What to do » Every line below that has "RegionPool" in it should be copied.
Dataset extract section start
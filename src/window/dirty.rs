//! Dirty-region propagation: from desktop exposes and client
//! invalidations to the pending update session.

use tracing::trace;

use super::types::UpdateCause;
use super::Window;
use crate::errors::ServerResult;
use crate::region::{Region, RegionPool};

/// Move the part of `region` that lies in `shift` by (`dx`, `dy`).
fn shift_part_of_region(
    pool: &RegionPool,
    region: &mut Region,
    shift: &Region,
    dx: i32,
    dy: i32,
) -> ServerResult<()> {
    let mut common = pool.get_copy(shift)?;
    common.intersect_with(region);
    if !common.is_empty() {
        region.exclude(&common);
        common.offset_by(dx, dy);
        region.include(&common);
    }
    Ok(())
}

impl Window {
    /// Add exposed screen area. Runs on the desktop thread (write lock) or
    /// the window thread (read lock), never both at once. Only the
    /// empty to non-empty transition wakes the window thread.
    pub fn process_dirty_region(&mut self, region: &Region) {
        if self.dirty_region.is_empty() {
            self.link.request_redraw();
        }
        self.dirty_region.include(region);
        self.dirty_cause |= UpdateCause::EXPOSE;
    }

    /// Window thread, read lock held: repaint the border and hand the
    /// dirty content to the client. The dirty region stays set when the
    /// pass fails so the next one retries.
    pub fn redraw_dirty_region(&mut self) -> ServerResult<()> {
        if self.is_visible() {
            self.draw_border()?;

            self.update_visible_content_region();
            let mut dirty_content = self.pool.get_copy(&self.visible_content_region)?;
            dirty_content.intersect_with(&self.dirty_region);
            self.trigger_content_redraw(&dirty_content);
        }

        // the desktop thread is blocked on the write lock while we hold
        // the read lock, nobody can have added to the region meanwhile
        self.dirty_region.make_empty();
        self.dirty_cause = UpdateCause::empty();
        Ok(())
    }

    fn draw_border(&mut self) -> ServerResult<()> {
        if self.decorator.is_none() {
            return Ok(());
        }
        self.update_border_region();
        let mut dirty_border = self.pool.get_copy(&self.border_region)?;
        dirty_border.intersect_with(&self.visible_region);
        dirty_border.intersect_with(&self.dirty_region);
        if dirty_border.is_empty() {
            return Ok(());
        }

        if let Some(decorator) = &self.decorator {
            let engine = self.engine.as_ref();
            engine.constrain_clipping_region(Some(&dirty_border));
            let copy_to_front = engine.copy_to_front_enabled();
            engine.set_copy_to_front_enabled(false);
            decorator.draw(engine, dirty_border.frame());
            engine.set_copy_to_front_enabled(copy_to_front);
            engine.copy_to_front(&dirty_border);
            engine.constrain_clipping_region(None);
        }
        Ok(())
    }

    /// Redraw the whole visible border, e.g. for a pressed button.
    pub(crate) fn draw_visible_border(&mut self) -> ServerResult<()> {
        if self.decorator.is_none() {
            return Ok(());
        }
        self.update_border_region();
        let mut visible_border = self.pool.get_copy(&self.border_region)?;
        visible_border.intersect_with(&self.visible_region);

        if let Some(decorator) = &self.decorator {
            let engine = self.engine.as_ref();
            engine.constrain_clipping_region(Some(&visible_border));
            decorator.draw(engine, visible_border.frame());
            engine.constrain_clipping_region(None);
        }
        Ok(())
    }

    /// Client invalidation, handled right away on the window thread.
    pub fn mark_content_dirty(&mut self, region: &Region) -> ServerResult<()> {
        if self.hidden || self.offscreen {
            return Ok(());
        }
        self.update_visible_content_region();
        let mut dirty = self.pool.get_copy(region)?;
        dirty.intersect_with(&self.visible_content_region);
        self.dirty_cause |= UpdateCause::REQUEST;
        self.trigger_content_redraw(&dirty);
        Ok(())
    }

    /// Client invalidation batched into the next redraw pass.
    pub fn mark_content_dirty_async(&mut self, region: &Region) -> ServerResult<()> {
        if self.hidden || self.offscreen {
            return Ok(());
        }
        self.update_visible_content_region();
        let mut dirty = self.pool.get_copy(region)?;
        dirty.intersect_with(&self.visible_content_region);
        if dirty.is_empty() {
            return Ok(());
        }

        if self.dirty_region.is_empty() {
            self.link.request_redraw();
        }
        self.dirty_region.include(&dirty);
        self.dirty_cause |= UpdateCause::REQUEST;
        Ok(())
    }

    /// Invalidate `view_region` given in the local coordinates of the view
    /// `token`.
    pub fn invalidate_view(&mut self, token: i32, view_region: &Region) -> ServerResult<()> {
        if !self.is_visible() || !self.top_view.is_view_visible(token) {
            return Ok(());
        }
        self.update_visible_content_region();

        let mut dirty = self.pool.get_copy(view_region)?;
        if !self.top_view.convert_to_screen(token, &mut dirty) {
            return Ok(());
        }
        dirty.intersect_with(&self.visible_content_region);
        if dirty.is_empty() {
            return Ok(());
        }
        if let Some(clipping) = self
            .top_view
            .screen_and_user_clipping(token, &self.content_region)
        {
            dirty.intersect_with(&clipping);
        }

        self.dirty_cause |= UpdateCause::REQUEST;
        self.trigger_content_redraw(&dirty);
        Ok(())
    }

    /// Escalate a screen area to the desktop, which repaints every window
    /// under it.
    pub fn mark_dirty(&self, region: Region) -> ServerResult<()> {
        self.link.mark_dirty(region)
    }

    /// Blit the pixels of `region` (screen coordinates) by
    /// (`dx`, `dy`). Whatever cannot be sourced from clean, visible pixels
    /// is marked dirty at the destination instead.
    pub fn copy_contents(&mut self, region: &Region, dx: i32, dy: i32) -> ServerResult<()> {
        if !self.is_visible() {
            return Ok(());
        }
        self.update_visible_content_region();

        let mut new_dirty = self.pool.get_copy(region)?;
        let mut source = self.pool.get_copy(region)?;

        // clip to the visible content at the source and the destination
        source.intersect_with(&self.visible_content_region);
        if !source.is_empty() {
            source.offset_by(dx, dy);
            source.intersect_with(&self.visible_content_region);
        }
        if !source.is_empty() {
            source.offset_by(-dx, -dy);

            let mut all_dirty = self.pool.get_copy(&self.dirty_region)?;
            if self.pending_session.is_used() {
                all_dirty.include(self.pending_session.dirty_region());
            }
            if self.current_session.is_used() {
                all_dirty.include(self.current_session.dirty_region());
            }
            // the part of the dirt that travels with the copy
            all_dirty.intersect_with(&source);

            shift_part_of_region(&self.pool, &mut self.dirty_region, &source, dx, dy)?;
            if self.pending_session.is_used() {
                shift_part_of_region(
                    &self.pool,
                    self.pending_session.dirty_region_mut(),
                    &source,
                    dx,
                    dy,
                )?;
            }

            // never copy pixels that are not drawn yet
            let mut copy = self.pool.get_copy(&source)?;
            copy.exclude(&all_dirty);
            if !copy.is_empty() {
                self.engine.copy_region(&copy, dx, dy);
            }
            new_dirty.exclude(&copy);

            // the copied destination is clean, even for the pending session
            copy.offset_by(dx, dy);
            if self.pending_session.is_used() {
                self.pending_session.exclude(&copy);
            }
            self.effective_valid = false;
        }

        new_dirty.offset_by(dx, dy);
        let mut visible_part = self.pool.get_copy(&new_dirty)?;
        visible_part.intersect_with(&self.visible_content_region);
        // a destination entirely out of sight is marked dirty whole
        if !visible_part.is_empty() {
            new_dirty.intersect_with(&self.visible_content_region);
        }
        if !new_dirty.is_empty() {
            trace!(
                "Window {}: {} rects not copyable, marked dirty",
                self.id,
                new_dirty.count_rects()
            );
            self.process_dirty_region(&new_dirty);
        }
        Ok(())
    }

    /// Scroll the contents of view `token`. Pixels still on screen are
    /// blitted; the rest goes to the client.
    pub fn scroll_view_by(&mut self, token: i32, dx: i32, dy: i32) -> ServerResult<()> {
        if token == self.top_view.token() || (dx == 0 && dy == 0) {
            return Ok(());
        }
        self.update_visible_content_region();
        let Some(clipping) = self
            .top_view
            .screen_clipping(token, &self.visible_content_region)
        else {
            return Ok(());
        };

        let mut dirty = self.pool.get_copy(&clipping)?;
        let mut copy = self.pool.get_copy(&clipping)?;

        if let Some(view) = self.top_view.find_mut(token) {
            view.scroll_by(dx, dy);
        }
        self.effective_valid = false;

        if !self.is_visible() || !self.top_view.is_view_visible(token) {
            return Ok(());
        }

        // content moves against the scroll offset; keep sources whose
        // destination stays inside the view and that are already drawn
        copy.offset_by(-dx, -dy);
        copy.intersect_with(&clipping);
        copy.offset_by(dx, dy);
        copy.exclude(&self.dirty_region);
        if self.pending_session.is_used() {
            copy.exclude(self.pending_session.dirty_region());
        }
        if self.current_session.is_used() {
            copy.exclude(self.current_session.dirty_region());
        }
        if !copy.is_empty() {
            self.engine.copy_region(&copy, -dx, -dy);
        }

        copy.offset_by(-dx, -dy);
        dirty.exclude(&copy);
        dirty.intersect_with(&self.visible_content_region);
        self.trigger_content_redraw(&dirty);
        Ok(())
    }
}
Dataset extract section end
Output for this task »
use crate::region::{Region, RegionPool};
    pool: &RegionPool,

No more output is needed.